Hard to believe how far the beam can reach out to sea

Hard to believe how far the beam can reach out to sea

Lightening on the Pacific horizon

Lightening on the Pacific horizon





Summer Holiday – day 12

29 08 2015

Day 12 we headed south to Coos Bay for Fish’n’Chips at SharkBite’s Café. The fish was very good. The chips not. So bad in fact that I’d caution you against going. I had a Cobb salad and it was definitely meh. Shame really – the café looked like exactly the sort of place that should do awesome “simple food”.

On the way back to the site, we stopped off at Eel Creek for a traipse on the dunes. This State Park charges a day use fee of $5. Unfortunately we weren’t exactly “cash rich” and I opted to put the $3.32 we did have along with an apology into the envelope. Thankfully the car was still there when we got back, so I guess we got away with it.

The dunes are extensive at Eel Creek, but we only ventured a little way towards the actual coast… it was very pleasant but hard going. You can walk on virgin hard-packed sand for several metres then without any warning you can sink up to your ankles. The following map links to the excellent map provided by the USDA.

USDA – Eel Creek and John Dellenback Dunes Trail

A land without scale

A land without scale

I just love them Tiger Feet

I just love them Tiger Feet

King of the Dunes

King of the Dunes

I finally get the meaning of "vista"

I finally get the meaning of “vista”

Crest of the dune

Crest of the dune

Arbutus?

Arbutus?





Summer Holiday – day 2-3

20 08 2015

After a very pleasant night in Memaloose, we headed further south for our next stop. This was The Cove Palisades near Madras, which was to be our base for a day trip to the Painted Hills.

Threatening clouds over Mt. Hood

Threatening clouds over Mt. Hood

The camp site at Cove Palisades was a little tucked away over the river. The geology was imposing along the road, but the site was comfortable if a little dusty. There were huge boulders strewn around which were a stark reminder of the potential fluidity of the apparently solid landscape.

Huge blocks of rock had fallen from the cliff behind our site at some point in history.

Huge blocks of rock had fallen from the cliff behind our site at some point in history.

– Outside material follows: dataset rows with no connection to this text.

//! # Dispatch policy for hook buses.
//!
//! [`DispatchPolicy`] determines what a [`HookBus`](crate::HookBus) does with
//! each hook's boolean verdict while walking the subscriber sequence.
//!
//! - [`DispatchPolicy::FanOut`] every hook runs; verdicts are ignored (default).
//! - [`DispatchPolicy::AllMustPass`] any hook may veto; dispatch stops at the first `false`.
//! - [`DispatchPolicy::StopOnFalse`] a hook may stop propagation; dispatch stops at the first `false`.
//!
//! ## Choosing the right policy
//!
//! **Independent listeners** (all must observe the event):
//! ```text
//! DispatchPolicy::FanOut        → spoilage checks, info text appenders
//! ```
//!
//! **Validation gates** (any listener may veto the action):
//! ```text
//! DispatchPolicy::AllMustPass   → "can this action proceed"
//! ```
//!
//! **Ordered handler chains** (a handler consumes the event):
//! ```text
//! DispatchPolicy::StopOnFalse   → first handler that claims the event
//!                                 stops the rest from seeing it
//! ```
//!
//! `AllMustPass` and `StopOnFalse` share one behavioral contract — stop at
//! the first `false` verdict and report failure, vacuously succeed on an
//! empty bus. Two variants exist so a bus declaration states its call-site
//! intent: a veto conjunction reads differently from a propagation stop.

/// Policy controlling how a bus combines hook verdicts during dispatch.
#[derive(Clone, Copy, Debug, PartialEq, Eq)]
pub enum DispatchPolicy {
    /// Fan-out: every hook runs, verdicts are ignored, dispatch reports `true`.
    FanOut,
    /// Conjunction gate: dispatch stops at the first `false` verdict and
    /// reports `false`; remaining hooks never run.
    AllMustPass,
    /// Propagation stop: same short-circuit contract as `AllMustPass`, named
    /// for chains where a `false` verdict means "event consumed, stop here".
    StopOnFalse,
}

impl Default for DispatchPolicy {
    /// Returns [`DispatchPolicy::FanOut`].
    fn default() -> Self {
        DispatchPolicy::FanOut
    }
}

impl DispatchPolicy {
    /// True if a `false` hook verdict stops the walk and fails the dispatch.
    #[inline]
    pub fn short_circuits(&self) -> bool {
        matches!(
            self,
            DispatchPolicy::AllMustPass | DispatchPolicy::StopOnFalse
        )
    }
}
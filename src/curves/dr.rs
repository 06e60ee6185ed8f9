//! # Diminishing-returns curve.
//!
//! [`DrCurve`] compresses a value above a baseline using a logarithmic
//! falloff controlled by a rate parameter. It is parameterized by:
//! - [`baseline`](DrCurve::baseline) the value below which inputs pass through untouched;
//! - [`rate`](DrCurve::rate) how hard values above the baseline are compressed.
//!
//! The forward curve for `value >= baseline` is
//! `baseline * (1 + log10(value / baseline) / rate)`; below the baseline the
//! curve is the identity. A higher rate divides the logarithm harder and so
//! compresses more; at `rate = 1` doubling the input past the baseline adds
//! only ~30% of the baseline to the output.
//!
//! The inverse ([`reverse`](DrCurve::reverse)) undoes the forward mapping:
//! `reverse(apply(v)) == v` on the valid domain. This round-trip is the
//! defining correctness property of the pair.
//!
//! # Example
//! ```rust
//! use hookvisor::DrCurve;
//!
//! let curve = DrCurve::new(100.0, 1.0)?;
//!
//! // Below the baseline: identity, no compression.
//! assert_eq!(curve.apply(60.0), 60.0);
//!
//! // At the baseline: exactly the baseline.
//! assert_eq!(curve.apply(100.0), 100.0);
//!
//! // Double the baseline lands at ~130, triple at ~148.
//! assert!((curve.apply(200.0) - 130.103).abs() < 0.01);
//! assert!((curve.apply(300.0) - 147.712).abs() < 0.01);
//!
//! // The inverse recovers the raw value.
//! assert!((curve.reverse(curve.apply(250.0)) - 250.0).abs() < 1e-9);
//! # Ok::<_, hookvisor::CurveError>(())
//! ```

use crate::error::CurveError;

/// Diminishing-returns curve with validated parameters.
///
/// Construction rejects parameters that cannot define a valid curve
/// (non-positive or non-finite baseline, zero or non-finite rate), so
/// [`apply`](DrCurve::apply) and [`reverse`](DrCurve::reverse) are
/// infallible afterwards.
///
/// ### Notes
/// - The rate is typically positive. A negative rate is accepted but flips
///   compression into reduction, mapping above-baseline values below the
///   baseline; the inverse contract does not cover that region.
#[derive(Clone, Copy, Debug, PartialEq)]
#[cfg_attr(
    feature = "serde",
    derive(serde::Serialize, serde::Deserialize),
    serde(try_from = "CurveParams")
)]
pub struct DrCurve {
    baseline: f64,
    rate: f64,
}

impl DrCurve {
    /// Creates a curve, validating its parameters.
    ///
    /// # Errors
    /// - [`CurveError::NonFinite`] if `baseline` or `rate` is NaN or infinite.
    /// - [`CurveError::NonPositiveBaseline`] if `baseline <= 0` (the baseline
    ///   divides the input value).
    /// - [`CurveError::ZeroRate`] if `rate == 0` (the rate divides the
    ///   logarithm).
    pub fn new(baseline: f64, rate: f64) -> Result<Self, CurveError> {
        if !baseline.is_finite() {
            return Err(CurveError::NonFinite {
                param: "baseline",
                value: baseline,
            });
        }
        if !rate.is_finite() {
            return Err(CurveError::NonFinite {
                param: "rate",
                value: rate,
            });
        }
        if baseline <= 0.0 {
            return Err(CurveError::NonPositiveBaseline { baseline });
        }
        if rate == 0.0 {
            return Err(CurveError::ZeroRate);
        }
        Ok(Self { baseline, rate })
    }

    /// The value below which inputs pass through untouched.
    #[inline]
    pub fn baseline(&self) -> f64 {
        self.baseline
    }

    /// The compression rate; higher compresses harder.
    #[inline]
    pub fn rate(&self) -> f64 {
        self.rate
    }

    /// Applies the forward curve.
    ///
    /// Values below the baseline (negative values included) return unchanged;
    /// values at or above it grow logarithmically, producing ever-smaller
    /// marginal returns as the input increases.
    pub fn apply(&self, value: f64) -> f64 {
        if value < self.baseline {
            return value;
        }
        self.baseline * (1.0 + (value / self.baseline).log10() / self.rate)
    }

    /// Applies the inverse curve, recovering the raw value.
    ///
    /// Values below the baseline return unchanged. For any `value >= 0` run
    /// through [`apply`](DrCurve::apply) with a positive rate,
    /// `reverse(apply(value))` equals `value` within floating-point
    /// tolerance.
    pub fn reverse(&self, value: f64) -> f64 {
        if value < self.baseline {
            return value;
        }
        self.baseline * 10f64.powf(self.rate * (value / self.baseline - 1.0))
    }
}

/// One-shot forward curve: validates the parameters, then applies them.
///
/// Prefer constructing a [`DrCurve`] when the same parameters are applied
/// repeatedly.
///
/// # Errors
/// Same as [`DrCurve::new`].
///
/// # Example
/// ```rust
/// use hookvisor::apply_dr;
///
/// assert_eq!(apply_dr(60.0, 100.0, 1.0)?, 60.0);
/// assert!(apply_dr(200.0, 0.0, 1.0).is_err());
/// # Ok::<_, hookvisor::CurveError>(())
/// ```
pub fn apply_dr(value: f64, baseline: f64, rate: f64) -> Result<f64, CurveError> {
    Ok(DrCurve::new(baseline, rate)?.apply(value))
}

/// One-shot inverse curve: validates the parameters, then inverts them.
///
/// # Errors
/// Same as [`DrCurve::new`].
pub fn reverse_dr(value: f64, baseline: f64, rate: f64) -> Result<f64, CurveError> {
    Ok(DrCurve::new(baseline, rate)?.reverse(value))
}

/// Raw curve parameters as they appear in data files.
#[cfg(feature = "serde")]
#[derive(serde::Deserialize)]
struct CurveParams {
    baseline: f64,
    rate: f64,
}

#[cfg(feature = "serde")]
impl TryFrom<CurveParams> for DrCurve {
    type Error = CurveError;

    fn try_from(params: CurveParams) -> Result<Self, Self::Error> {
        DrCurve::new(params.baseline, params.rate)
    }
}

Just before dusk, Mrs E and I took the short but steep hike up the cliff to the tabletop plateau behind us. There was a circular hike around its perimeter, but night was already falling as we reached it, and we decided to descend just as the sun was setting over Mt Adams.

Billy Chinook Lake from the top of the plateau

Billy Chinook Lake from the top of the plateau


From the top of the plateau there were extensive views back over “The Island”. This is closed to public and only a few researchers are allowed to visit its steep sides. As we walked a little around the perimeter path, we could look down the steep cliff to our campsite below.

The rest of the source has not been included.